Wobei ich mir nicht sicher bin, dass das die anderen nicht auch so machen. (Das machts freilich nicht besser)


----------



## derstab (14 Juli 2011)

Wieder einer der Gründe für das gute alte Mic...soft Outl... oder???


----------



## Heiko (14 Juli 2011)

derstab schrieb:


> Wieder einer der Gründe für das gute alte Mic...soft Outl... oder???

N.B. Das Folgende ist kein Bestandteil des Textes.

use std::collections::HashMap;
use std::sync::Arc;

use mcq_core::model::{LockedShuffle, Question, TestId, TopicId};
use storage::repository::Storage;
use storage::stores::{LedgerStore, ProgressStore, ShuffleStore};

use super::state::{Selection, SessionEffect, SessionScope, SessionState};
use crate::Clock;
use crate::catalog::{QuestionSource, build_review_set};
use crate::error::{SessionError, StudyError};
use crate::shuffle::ShuffleEngine;

/// Runs session commands and persists the effects they produce.
#[derive(Clone)]
pub struct StudyService {
    clock: Clock,
    source: Arc<dyn QuestionSource>,
    progress: ProgressStore,
    shuffles: ShuffleStore,
    ledger: LedgerStore,
}

impl StudyService {
    #[must_use]
    pub fn new(clock: Clock, storage: &Storage, source: Arc<dyn QuestionSource>) -> Self {
        Self {
            clock,
            source,
            progress: storage.progress.clone(),
            shuffles: storage.shuffles.clone(),
            ledger: storage.wrong_answers.clone(),
        }
    }

    #[must_use]
    pub fn source(&self) -> Arc<dyn QuestionSource> {
        Arc::clone(&self.source)
    }

    /// Load a practice test, reusing its locked shuffle when it still matches
    /// the question set, and restore stored progress.
    ///
    /// # Errors
    ///
    /// Returns `StudyError::Resource` when the set cannot be loaded,
    /// `SessionError::Empty` when it has no questions, and storage errors.
    pub async fn open_practice_test(
        &self,
        topic: &TopicId,
        test: &TestId,
    ) -> Result<SessionState, StudyError> {
        let questions = self.source.question_set(topic, test).await?;
        if questions.is_empty() {
            return Err(SessionError::Empty.into());
        }

        let (shuffle, resumed) = match self.shuffles.load(topic, test).await? {
            Some(locked) if locked.matches_source(&questions) => (locked, true),
            stale => {
                if stale.is_some() {
                    tracing::warn!(%topic, %test, "question set changed; discarding locked shuffle");
                }
                let locked = self.lock_new_shuffle(&questions)?;
                self.shuffles.save(topic, test, &locked).await?;
                (locked, false)
            }
        };
        let progress = self.progress.load(topic, test).await?;

        tracing::info!(%topic, %test, questions = questions.len(), resumed, "opened practice test");
        Ok(SessionState::practice(
            topic.clone(),
            test.clone(),
            shuffle,
            progress,
        ))
    }

    /// Build a review session from the wrong-answer ledger.
    ///
    /// Returns `Ok(None)` when nothing resolves to a question.
    ///
    /// # Errors
    ///
    /// Returns `StudyError` when the ledger cannot be read.
    pub async fn open_review(&self) -> Result<Option<SessionState>, StudyError> {
        let ledger = self.ledger.load().await?;
        let items = build_review_set(ledger.entries(), self.source.as_ref()).await;
        if items.is_empty() {
            tracing::info!(entries = ledger.len(), "nothing to review");
            return Ok(None);
        }

        let questions: Vec<Question> = items.iter().map(|i| i.question.clone()).collect();
        let origins: HashMap<_, _> = items
            .into_iter()
            .map(|i| (i.question.id(), i.origin))
            .collect();
        let shuffled = ShuffleEngine::shuffle(&questions)?;

        tracing::info!(questions = shuffled.len(), entries = ledger.len(), "opened review");
        Ok(Some(SessionState::review(shuffled, origins)))
    }

    /// Mark the displayed question as viewed.
    ///
    /// # Errors
    ///
    /// Returns `StudyError::Storage` when progress cannot be saved.
    pub async fn view_current(&self, state: &mut SessionState) -> Result<(), StudyError> {
        let effects = state.mark_viewed();
        self.apply(state, &effects).await
    }

    /// # Errors
    ///
    /// Returns `SessionError` for invalid selections and storage errors when
    /// effects cannot be persisted.
    pub async fn select_option(
        &self,
        state: &mut SessionState,
        index: usize,
    ) -> Result<Selection, StudyError> {
        let selection = state.select_option(index)?;
        self.apply(state, &selection.effects).await?;
        Ok(selection)
    }

    /// Returns whether the question is now bookmarked.
    ///
    /// # Errors
    ///
    /// Returns `SessionError::NoCurrentQuestion` or storage errors.
    pub async fn toggle_bookmark(&self, state: &mut SessionState) -> Result<bool, StudyError> {
        let toggle = state.toggle_bookmark()?;
        self.apply(state, &toggle.effects).await?;
        Ok(toggle.bookmarked)
    }

    /// Clear all progress and reshuffle from the source set.
    ///
    /// Review sessions are rebuilt from the current ledger instead.
    ///
    /// # Errors
    ///
    /// Returns `StudyError` when the source set or storage is unavailable.
    pub async fn reset_session(&self, state: &mut SessionState) -> Result<(), StudyError> {
        let (topic, test) = match state.scope() {
            SessionScope::Practice { topic, test, .. } => (topic.clone(), test.clone()),
            SessionScope::Review { .. } => {
                if let Some(fresh) = self.open_review().await? {
                    *state = fresh;
                } else {
                    *state = SessionState::review(Vec::new(), HashMap::new());
                }
                return Ok(());
            }
        };

        let questions = self.source.question_set(&topic, &test).await?;
        let shuffled = ShuffleEngine::shuffle(&questions)?;
        let effects = state.reset(shuffled, self.clock.now());
        self.apply(state, &effects).await?;
        tracing::info!(%topic, %test, "reset practice test");
        Ok(())
    }

    /// # Errors
    ///
    /// Returns `StudyError::Storage` when the ledger cannot be removed.
    pub async fn clear_wrong_answers(&self) -> Result<(), StudyError> {
        self.ledger.clear_all().await?;
        tracing::info!("cleared wrong answers");
        Ok(())
    }

    /// # Errors
    ///
    /// Returns `StudyError::Storage` when the ledger cannot be read.
    pub async fn wrong_answer_count(&self) -> Result<usize, StudyError> {
        Ok(self.ledger.count().await?)
    }

    fn lock_new_shuffle(&self, questions: &[Question]) -> Result<LockedShuffle, StudyError> {
        Ok(LockedShuffle::new(
            ShuffleEngine::shuffle(questions)?,
            self.clock.now(),
        ))
    }

    async fn apply(&self, state: &SessionState, effects: &[SessionEffect]) -> Result<(), StudyError> {
        let now = self.clock.now();
        for effect in effects {
            tracing::debug!(?effect, "applying session effect");
            match effect {
                SessionEffect::SaveProgress => {
                    if let (SessionScope::Practice { topic, test, .. }, Some(record)) =
                        (state.scope(), state.progress_record(now))
                    {
                        self.progress.save(topic, test, &record).await?;
                    }
                }
                SessionEffect::SaveShuffle => {
                    if let (SessionScope::Practice { topic, test, .. }, Some(locked)) =
                        (state.scope(), state.locked_shuffle())
                    {
                        self.shuffles.save(topic, test, &locked).await?;
                    }
                }
                SessionEffect::RecordMiss(origin) => {
                    self.ledger.record(origin.clone(), now).await?;
                }
                SessionEffect::ClearMiss(origin) => {
                    self.ledger.remove_scoped(origin).await?;
                }
                SessionEffect::DeletePersisted => {
                    if let SessionScope::Practice { topic, test, .. } = state.scope() {
                        self.progress.remove(topic, test).await?;
                        self.shuffles.remove(topic, test).await?;
                    }
                }
            }
        }
        Ok(())
    }
}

Die Frage ist, wo gescannt wird. Wenn ich Outlook auf das Yahoo-Postfach zugreifen lasse, wird das keinen großen Unterschied machen.


----------



## derstab (14 Juli 2011)

Da kann ich nix gegen setzen... Machtlos stehe ich dem Problem gegenüber


----------



## Heiko (14 Juli 2011)

Ganz machtlos nicht. Man kann sich eine eigene Domain sichern und darüber die Mails abwickeln. Bei einem Provider, der keine Mails scannt.


----------



## derstab (14 Juli 2011)

Also Strato oder so?? Oder hast DU nen Tipp?


----------



## Heiko (14 Juli 2011)

Wenn Du keine Homepage willst sondern nur Deine eigenen Mails, dann ist Strato zu teuer. Ich schick Dir ne PN.


----------



## derstab (14 Juli 2011)

Danke Dir...


----------



## Heiko (14 Juli 2011)

PN muss doch nicht sein.

Schau Dir mal das an: http://www.df.eu/de/e-mail-hosting/my-mail/

Domainfactory gehört definitiv zu den Qualitätsanbietern. Und Webmail gibts auch kostenlos und werbefrei dazu.


----------



## derstab (15 Juli 2011)

@root... Top! Danke sehr, ist ne echt gute Adresse und preislich absolut gut... ich muss mich am WE mal näher damit befassen, da meine Zeit damit drauf ging, auf die PN zu warten  "nichganzernstgemeint"


----------



## Heiko (16 Juli 2011)

Die kann ich auch ohne Einschränkungen empfehlen. Ich hab etliche Domains dort...


----------



## BenTigger (16 Juli 2011)

ich jetzt auch, naja nicht etliche aber zumindest eine


----------



## derstab (18 Juli 2011)

> Ich hab etliche Domains dort...


@Heiko - etliche Domains? ich habe mir jetzt mal zwei gebucht. Weiss gar nicht, warum ich nicht füher auf die Idee gekommen bin. Hatte bisher immer nur die Strato und Konsorten im Kopf und das ist mir zu teuer... Das war ein Klasse Tipp von Dir. Vielen Dank... Wartest Du mit Deinen Domains auf eventuelle Interessenten oder machst Du das nur einfach so?


----------



## Heiko (18 Juli 2011)

Ich benutze die zum größten Teil bzw. Kunden von mir. Sichern und warten tu ich nicht. Die sind alle (mehr oder weniger) in Gebrauch.


----------